Então, uma empresa francesa chamada Cytheris desenvolveu um produto experimental baseado em outra molécula imune chamada interleucina-7. Esta terapia aumentou drasticamente os níveis de CD4 e aumentou a imunidade em testes iniciais com INRs. Mas a empresa faliu em 2013, antes que pudesse testar sua abordagem.

A Deeks estava envolvida em outro estudo com não-respondentes, um pequeno estudo piloto conduzido pela Sangamo Therapeutics, com sede na Califórnia. Esse ensaio envolveu a extração de células CD4 de uma pessoa HIV-positiva, editando as células para eliminar o CCR5 – uma proteína que o HIV precisa para infectar as células – e infundir essas células CD4 modificadas de volta na pessoa. A abordagem funcionou: “A contagem de CD4 subiu de forma dramática e rápida”, disse Deeks, e ficou acordado por anos.

Um dos participantes do estudo e ativista do HIV, Matt Sharp, esteve na plateia de uma conferência em 2011, na qual a Sangamo apresentou os resultados. Como Vergel, a Sharp tomou drogas antirretrovirais por décadas, mas sua contagem de CD4 permaneceu deprimida. Quando a Sangamo retroceder na realização dos testes, Sharp ficou atordoada ao ver aumentos nas contagens de CD4 na maioria dos participantes.

“Houve essa duplicação fenomenal de células CD4 em quase todos os pacientes”, lembrou ele. Seu nível de CD4 era de cerca de 200 no início do estudo, ele disse, mas permaneceu em quase 500 desde então. Sua saúde também foi melhor que antes.

Apesar destes efeitos promissores, no entanto, a Sangamo optou por não prosseguir com o método para os INRs. Como muitos outros na pesquisa do HIV atualmente, a empresa está explorando o método como uma cura para o HIV. “Um novo teste prestes a começar pode incluir pessoas com baixas contagens de CD4, mas não é específico para quem não responde”, disse o professor de patologia da Faculdade de Medicina da Universidade Case Western Reserve, Rafick-Pierre Sékaly, que lidera o estudo.

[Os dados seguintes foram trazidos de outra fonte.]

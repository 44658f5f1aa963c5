//! Global process table implementation
//!
//! The process table maintains a global view of all processes in the system
//! and provides efficient lookup operations.

#[cfg(feature = "alloc")]
extern crate alloc;

#[cfg(feature = "alloc")]
use alloc::{boxed::Box, collections::BTreeMap, vec::Vec};

use spin::Mutex;

use super::{pcb::ProcessState, Process, ProcessId};
#[allow(unused_imports)]
use crate::{error::KernelError, println};

/// Process table entry
#[cfg(feature = "alloc")]
pub struct ProcessEntry {
    /// The process
    pub process: Box<Process>,
    /// Reference count (for safe access)
    pub ref_count: usize,
}

/// Global process table
pub struct ProcessTable {
    /// Process entries indexed by PID
    #[cfg(feature = "alloc")]
    entries: Mutex<BTreeMap<ProcessId, ProcessEntry>>,

    /// Simple array-based storage for no-alloc mode
    #[cfg(not(feature = "alloc"))]
    entries: Mutex<ProcessArray>,

    /// Number of active processes
    pub process_count: core::sync::atomic::AtomicUsize,
}

/// Fixed-size process array for no-alloc mode
#[cfg(not(feature = "alloc"))]
pub struct ProcessArray {
    processes: [Option<Process>; super::MAX_PROCESSES],
    count: usize,
}

#[cfg(not(feature = "alloc"))]
impl ProcessArray {
    const fn new() -> Self {
        Self {
            processes: [const { None }; super::MAX_PROCESSES],
            count: 0,
        }
    }
}

impl Default for ProcessTable {
    fn default() -> Self {
        Self {
            #[cfg(feature = "alloc")]
            entries: Mutex::new(BTreeMap::new()),
            #[cfg(not(feature = "alloc"))]
            entries: Mutex::new(ProcessArray::new()),
            process_count: core::sync::atomic::AtomicUsize::new(0),
        }
    }
}

impl ProcessTable {
    /// Create a new process table
    pub const fn new() -> Self {
        Self {
            #[cfg(feature = "alloc")]
            entries: Mutex::new(BTreeMap::new()),
            #[cfg(not(feature = "alloc"))]
            entries: Mutex::new(ProcessArray::new()),
            process_count: core::sync::atomic::AtomicUsize::new(0),
        }
    }

    /// Add a process to the table
    #[cfg(feature = "alloc")]
    pub fn add_process(&self, process: Process) -> Result<ProcessId, KernelError> {
        let pid = process.pid;
        let mut entries = self.entries.lock();

        if entries.contains_key(&pid) {
            return Err(KernelError::AlreadyExists {
                resource: "process",
                id: pid.0,
            });
        }

        entries.insert(
            pid,
            ProcessEntry {
                process: Box::new(process),
                ref_count: 1,
            },
        );

        self.process_count
            .fetch_add(1, core::sync::atomic::Ordering::Relaxed);
        Ok(pid)
    }

    /// Add a process to the table (no-alloc version)
    #[cfg(not(feature = "alloc"))]
    pub fn add_process(&self, process: Process) -> Result<ProcessId, KernelError> {
        let pid = process.pid;
        let mut entries = self.entries.lock();

        if entries.count >= super::MAX_PROCESSES {
            return Err(KernelError::ResourceExhausted {
                resource: "process table",
            });
        }

        // Find empty slot
        for i in 0..super::MAX_PROCESSES {
            if entries.processes[i].is_none() {
                entries.processes[i] = Some(process);
                entries.count += 1;
                self.process_count
                    .fetch_add(1, core::sync::atomic::Ordering::Relaxed);
                return Ok(pid);
            }
        }

        Err(KernelError::ResourceExhausted {
            resource: "process table",
        })
    }

    /// Remove a process from the table
    #[cfg(feature = "alloc")]
    pub fn remove_process(&self, pid: ProcessId) -> Option<Box<Process>> {
        let mut entries = self.entries.lock();

        if let Some(entry) = entries.remove(&pid) {
            self.process_count
                .fetch_sub(1, core::sync::atomic::Ordering::Relaxed);
            Some(entry.process)
        } else {
            None
        }
    }

    /// Remove a process from the table (no-alloc version)
    #[cfg(not(feature = "alloc"))]
    pub fn remove_process(&self, pid: ProcessId) -> Option<Process> {
        let mut entries = self.entries.lock();

        for i in 0..super::MAX_PROCESSES {
            if let Some(ref process) = entries.processes[i] {
                if process.pid == pid {
                    let process = entries.processes[i].take();
                    entries.count -= 1;
                    self.process_count
                        .fetch_sub(1, core::sync::atomic::Ordering::Relaxed);
                    return process;
                }
            }
        }

        None
    }

    /// Get a process by PID
    #[cfg(feature = "alloc")]
    pub fn get_process(&self, pid: ProcessId) -> Option<&'static Process> {
        let entries = self.entries.lock();

        entries.get(&pid).map(|entry| {
            // SAFETY: The Process is stored in a BTreeMap behind a Mutex, giving
            // it a stable heap address. Casting to *const and back to &'static
            // extends the borrow lifetime beyond the lock. This is sound because
            // processes are never moved or deallocated while references exist in
            // the current kernel model.
            unsafe { &*(entry.process.as_ref() as *const Process) }
        })
    }

    /// Get a process by PID (no-alloc version)
    #[cfg(not(feature = "alloc"))]
    pub fn get_process(&self, pid: ProcessId) -> Option<&'static Process> {
        let entries = self.entries.lock();

        for i in 0..super::MAX_PROCESSES {
            if let Some(ref process) = entries.processes[i] {
                if process.pid == pid {
                    // SAFETY: The Process is stored in a fixed-size array behind a
                    // Mutex. Casting to *const and back to &'static extends the
                    // borrow lifetime beyond the lock. Sound because processes are
                    // not moved or deallocated while references exist.
                    return Some(unsafe { &*(process as *const Process) });
                }
            }
        }

        None
    }

    /// Get mutable access to a process
    #[cfg(feature = "alloc")]
    pub fn get_process_mut(&self, pid: ProcessId) -> Option<&'static mut Process> {
        let mut entries = self.entries.lock();

        entries.get_mut(&pid).map(|entry| {
            // SAFETY: The Process is stored in a BTreeMap behind a Mutex, giving
            // it a stable heap address. Casting to *mut and back to &'static mut
            // extends the borrow lifetime. Sound because the Mutex prevents
            // concurrent mutable access and processes are not moved while
            // references exist.
            unsafe { &mut *(entry.process.as_mut() as *mut Process) }
        })
    }

    /// Find a thread by its (globally unique) thread ID, scanning every
    /// process's thread table. Used by `sched::wake` to resolve a thread ID
    /// handed to it by `sync::wait` back to the live `Thread` so it can be
    /// marked ready and re-enqueued.
    #[cfg(feature = "alloc")]
    pub fn find_thread(&self, tid: super::ThreadId) -> Option<&'static super::Thread> {
        let entries = self.entries.lock();
        for entry in entries.values() {
            let threads = entry.process.threads.lock();
            if let Some(thread) = threads.get(&tid) {
                // SAFETY: see `get_process` above -- processes (and their
                // thread maps) are heap-allocated and never moved or freed
                // while referenced.
                return Some(unsafe { &*(thread as *const super::Thread) });
            }
        }
        None
    }

    #[cfg(not(feature = "alloc"))]
    pub fn find_thread(&self, _tid: super::ThreadId) -> Option<&'static super::Thread> {
        None
    }

    /// Check if a process exists
    pub fn exists(&self, pid: ProcessId) -> bool {
        #[cfg(feature = "alloc")]
        {
            self.entries.lock().contains_key(&pid)
        }

        #[cfg(not(feature = "alloc"))]
        {
            let entries = self.entries.lock();
            for i in 0..super::MAX_PROCESSES {
                if let Some(ref process) = entries.processes[i] {
                    if process.pid == pid {
                        return true;
                    }
                }
            }
            false
        }
    }

    /// Get total number of processes
    pub fn count(&self) -> usize {
        self.process_count
            .load(core::sync::atomic::Ordering::Relaxed)
    }

    /// Find all child processes of a parent
    #[cfg(feature = "alloc")]
    pub fn find_children(&self, parent_pid: ProcessId) -> Vec<ProcessId> {
        let entries = self.entries.lock();
        let mut children = Vec::new();

        for (pid, entry) in entries.iter() {
            if entry.process.parent == Some(parent_pid) {
                children.push(*pid);
            }
        }

        children
    }

    /// Iterate over all processes
    #[cfg(feature = "alloc")]
    pub fn for_each<F>(&self, mut f: F)
    where
        F: FnMut(&Process),
    {
        let entries = self.entries.lock();
        for (_, entry) in entries.iter() {
            f(&entry.process);
        }
    }

    /// Find processes by state
    #[cfg(feature = "alloc")]
    pub fn find_by_state(&self, state: ProcessState) -> Vec<ProcessId> {
        let entries = self.entries.lock();
        let mut results = Vec::new();

        for (pid, entry) in entries.iter() {
            if entry.process.get_state() == state {
                results.push(*pid);
            }
        }

        results
    }

    /// Clean up zombie processes
    #[cfg(feature = "alloc")]
    pub fn reap_zombies(&self) -> Vec<(ProcessId, i32)> {
        let mut results = Vec::new();
        let zombies = self.find_by_state(ProcessState::Zombie);

        for pid in zombies {
            if let Some(process) = self.remove_process(pid) {
                results.push((pid, process.get_exit_code()));
            }
        }

        results
    }
}

/// Global process table instance
pub static PROCESS_TABLE: ProcessTable = ProcessTable::new();

/// Initialize the process table
pub fn init() {
    println!("[PROCESS] Process table initialized");
}

/// Get a process by PID
pub fn get_process(pid: ProcessId) -> Option<&'static Process> {
    PROCESS_TABLE.get_process(pid)
}

/// Get mutable access to a process
#[cfg(feature = "alloc")]
pub fn get_process_mut(pid: ProcessId) -> Option<&'static mut Process> {
    PROCESS_TABLE.get_process_mut(pid)
}

/// Find a thread by thread ID across every process.
pub fn find_thread(tid: super::ThreadId) -> Option<&'static super::Thread> {
    PROCESS_TABLE.find_thread(tid)
}

/// Add a process to the table
pub fn add_process(process: Process) -> Result<ProcessId, KernelError> {
    PROCESS_TABLE.add_process(process)
}

/// Remove a process from the table
#[cfg(feature = "alloc")]
pub fn remove_process(pid: ProcessId) -> Option<Box<Process>> {
    PROCESS_TABLE.remove_process(pid)
}

/// Check if a process exists
pub fn process_exists(pid: ProcessId) -> bool {
    PROCESS_TABLE.exists(pid)
}

/// Get total number of processes
pub fn process_count() -> usize {
    PROCESS_TABLE.count()
}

Um outro desenvolvimento positivo para os INRs é que a Revimmune, a empresa que licenciou a tecnologia interleucina-7 da Cytheris, vem testando-a para outras condições. A empresa não considerou renovar seu foco no HIV, mas depois de ouvir sobre a designação de medicamento órfão, Michel Morre – o cientista francês que liderou a Cytheris e agora é diretor científico da Revimmune – disse que parece ser uma abordagem viável. “É certamente algo que devemos considerar”, disse ele.

Vergel saúda esta notícia: “Fiquei decepcionado ao descobrir que o desenvolvimento dessa opção para o HIV havia sido interrompido, por isso estou feliz que ela possa ser reconsiderada para os INRs”, disse ele.

Enquanto isso, Vergel está dando palestras sobre INRs para pacientes e médicos, e está tentando se manter otimista. “Esta mensagem é minha missão mais importante”, disse ele. “Eu não quero que isso seja deixado para trás.”

Correção: Uma versão anterior dessa história descreveu erroneamente o tipo de câncer que Vergel desenvolveu e tinha um título incorreto para a dr. Virginia Sheikh, uma médica da FDA.